Me fue doloroso y complicado explicar a mi familia esta decisión y sufrí mucho ante la posibilidad de que se produjeran situaciones irremediables que me impidieran volver a ver a mis hijos. No partí para Venezuela en medio de la inconsciencia, sino convencida de que a un pueblo hermano, no se le deja caer.

Nunca tuve miedo de morir, pero si me aterrorizaba que llegase el momento de estar obligada a ver el sufrimiento de la gente.

No consideré ni considero que mi decisión sea moralmente superior, ni tengo inseguridad acerca de ella, por tanto, tampoco dudo de que fue correcta y oportuna.

No voy a negar que me alegra profundamente que no se haya producido una masacre de civiles inocentes, pero detesto hasta los intestinos la entrega cobarde y miserable del gobierno encargado. Me avergüenza una dirigencia que nos arengaba a la defensa de la Patria y que conminó a todo un pueblo a ello, y ahora se esconden en vacíos discursos pacifistas para preservar sus privilegios.

Sigo estando orgullosa del pueblo venezolano, de larenses, guayaneses, orientales, de sus pueblos originarios, de toda la gente que conocí, que te ofrece medio pocillo de café que ya no tiene, pero que te lo vuelve a inventar para que te lo bebas sentado en una vereda.

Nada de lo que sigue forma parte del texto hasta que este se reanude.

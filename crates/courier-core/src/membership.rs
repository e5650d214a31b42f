//! Channel membership sync.
//!
//! Mirrors a user's persisted channel list into the local group memberships
//! of one connection.

use crate::error::{with_deadline, RelayError};
use crate::group::GroupId;
use crate::hub::LocalHub;
use crate::identity::UserId;
use crate::store::ChatStore;
use courier_protocol::ConnectionId;
use std::collections::BTreeSet;
use std::sync::Arc;
use std::time::Duration;
use tracing::{debug, warn};

#[derive(Clone)]
pub struct MembershipSync {
    store: Arc<dyn ChatStore>,
    hub: Arc<LocalHub>,
    timeout: Duration,
}

impl MembershipSync {
    #[must_use]
    pub fn new(store: Arc<dyn ChatStore>, hub: Arc<LocalHub>, timeout: Duration) -> Self {
        Self {
            store,
            hub,
            timeout,
        }
    }

    /// Make the connection's groups equal to the user's persisted channels.
    ///
    /// Groups no longer in the list are left, new ones are joined. Running
    /// it twice without a membership change is a no-op.
    ///
    /// # Errors
    ///
    /// Returns `RelayError::Unavailable` if the store cannot be read. The
    /// connection's groups are left untouched in that case.
    pub async fn sync(
        &self,
        connection: &ConnectionId,
        user: &UserId,
    ) -> Result<BTreeSet<GroupId>, RelayError> {
        let desired: BTreeSet<GroupId> =
            with_deadline(self.timeout, self.store.memberships_for(user))
                .await
                .map_err(|e| {
                    warn!(connection = %connection, user = %user, error = %e, "Membership lookup failed");
                    RelayError::Unavailable("Could not load channels".into())
                })?
                .into_iter()
                .collect();

        let current = self.hub.groups_of(connection);
        for stale in current.difference(&desired) {
            self.hub.leave(connection, stale);
        }

        for group in &desired {
            if let Err(e) = self.hub.join(connection, group) {
                warn!(connection = %connection, channel = %group, error = %e, "Could not join channel");
            }
        }

        let joined = self.hub.groups_of(connection);
        debug!(connection = %connection, user = %user, channels = joined.len(), "Membership synced");
        Ok(joined)
    }

    /// Drop every group membership of the connection.
    pub fn clear(&self, connection: &ConnectionId) -> Vec<GroupId> {
        self.hub.leave_all(connection)
    }
}

#[cfg(test)]
mod tests {
    use super::*;
    use crate::memory::MemoryStore;
    use courier_protocol::RawUserId;
    use tokio::sync::mpsc;

    fn setup() -> (Arc<MemoryStore>, Arc<LocalHub>, MembershipSync, ConnectionId) {
        let store = Arc::new(MemoryStore::new());
        store.add_channel("chnl_general", vec![RawUserId::from("1"), RawUserId::from(2)]);
        store.add_channel("chnl_tech", vec![RawUserId::from(1)]);

        let hub = Arc::new(LocalHub::new());
        let sync = MembershipSync::new(store.clone(), hub.clone(), Duration::from_secs(1));

        let (tx, _rx) = mpsc::unbounded_channel();
        let conn = ConnectionId::from("c1");
        hub.attach(conn.clone(), UserId::from("1"), tx);
        (store, hub, sync, conn)
    }

    #[tokio::test]
    async fn test_sync_is_idempotent() {
        let (_store, _hub, sync, conn) = setup();
        let user = UserId::from("1");

        let first = sync.sync(&conn, &user).await.unwrap();
        let second = sync.sync(&conn, &user).await.unwrap();

        assert_eq!(first, second);
        assert_eq!(
            first.into_iter().collect::<Vec<_>>(),
            vec!["chnl_general".to_string(), "chnl_tech".to_string()]
        );
    }

    #[tokio::test]
    async fn test_sync_leaves_removed_channels() {
        let (store, hub, sync, conn) = setup();
        let user = UserId::from("1");
        sync.sync(&conn, &user).await.unwrap();

        store.add_channel("chnl_tech", vec![RawUserId::from(5)]);
        store.add_channel("chnl_new", vec![RawUserId::from(1)]);
        let groups = sync.sync(&conn, &user).await.unwrap();

        assert!(!groups.contains("chnl_tech"));
        assert!(groups.contains("chnl_new"));
        assert_eq!(hub.member_count("chnl_tech"), 0);
    }

    #[tokio::test]
    async fn test_clear_unsubscribes_all() {
        let (_store, hub, sync, conn) = setup();
        sync.sync(&conn, &UserId::from("1")).await.unwrap();

        assert_eq!(sync.clear(&conn).len(), 2);
        assert!(hub.groups_of(&conn).is_empty());
    }

    #[tokio::test]
    async fn test_sync_joins_non_ascii_channel() {
        let (store, hub, sync, conn) = setup();
        store.add_channel("café", vec![RawUserId::from(1)]);

        let groups = sync.sync(&conn, &UserId::from("1")).await.unwrap();

        assert!(groups.contains("café"));
        assert_eq!(hub.member_count("café"), 1);
    }
}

Volvería atrás y decidiría lo mismo y, aunque la guerra pasó por encima de nuestras cabezas, más temprano que tarde, el imperialismo torcerá de nuevo otras amenazas sobre ese pueblo cuando las estimaciones no resulten satisfactorias y no tengo dudas de que esta misma persona u otros compañeros volveremos a tender la mano porque además de todo lo que el pueblo venezolano ha entregado a este continente, no debe estar en ningún internacionalista culpar a todo un pueblo por el «pecado» de quien se ha instalado en el poder a fuerza de conspirar.

Pienso que más temprano que tarde, el pueblo se rebelará y tomará definitivamente el protagonismo que históricamente le corresponde y podré de nuevo pasear por Barlovento o la Gran Sabana.

Mientras tanto, no estoy dolida, sino «arrecha», por como me trataron esas autoridades que recién hace poco me trataban de «compañera» y ahora me expulsan del país como si de una delincuente se tratara. Unas «autoridades» migratorias que aplican tarifas inexistentes y sanciones inventadas como parte de la tradición corrupta de una dirigencia que  nunca fue revolucionaria y usurpo todo el discurso para acceder e instalarse en el poder y de ahí transar la soberanía para asegurar su lucro personal.

No hay mal que dure cien años, y por lo mismo, aunque nos han derrotado por ahora, toda la vida no les servirá el discurso de flexibilidad táctica y entrega estratégica.

Está próximo el día que el pueblo de el paso y ajuste sus cuentas, y ahí, esta persona que un día entró como miliciana y otro día fue expulsada como enemiga, festejará que el pueblo soberano es el único legitimado para dirigir su destino.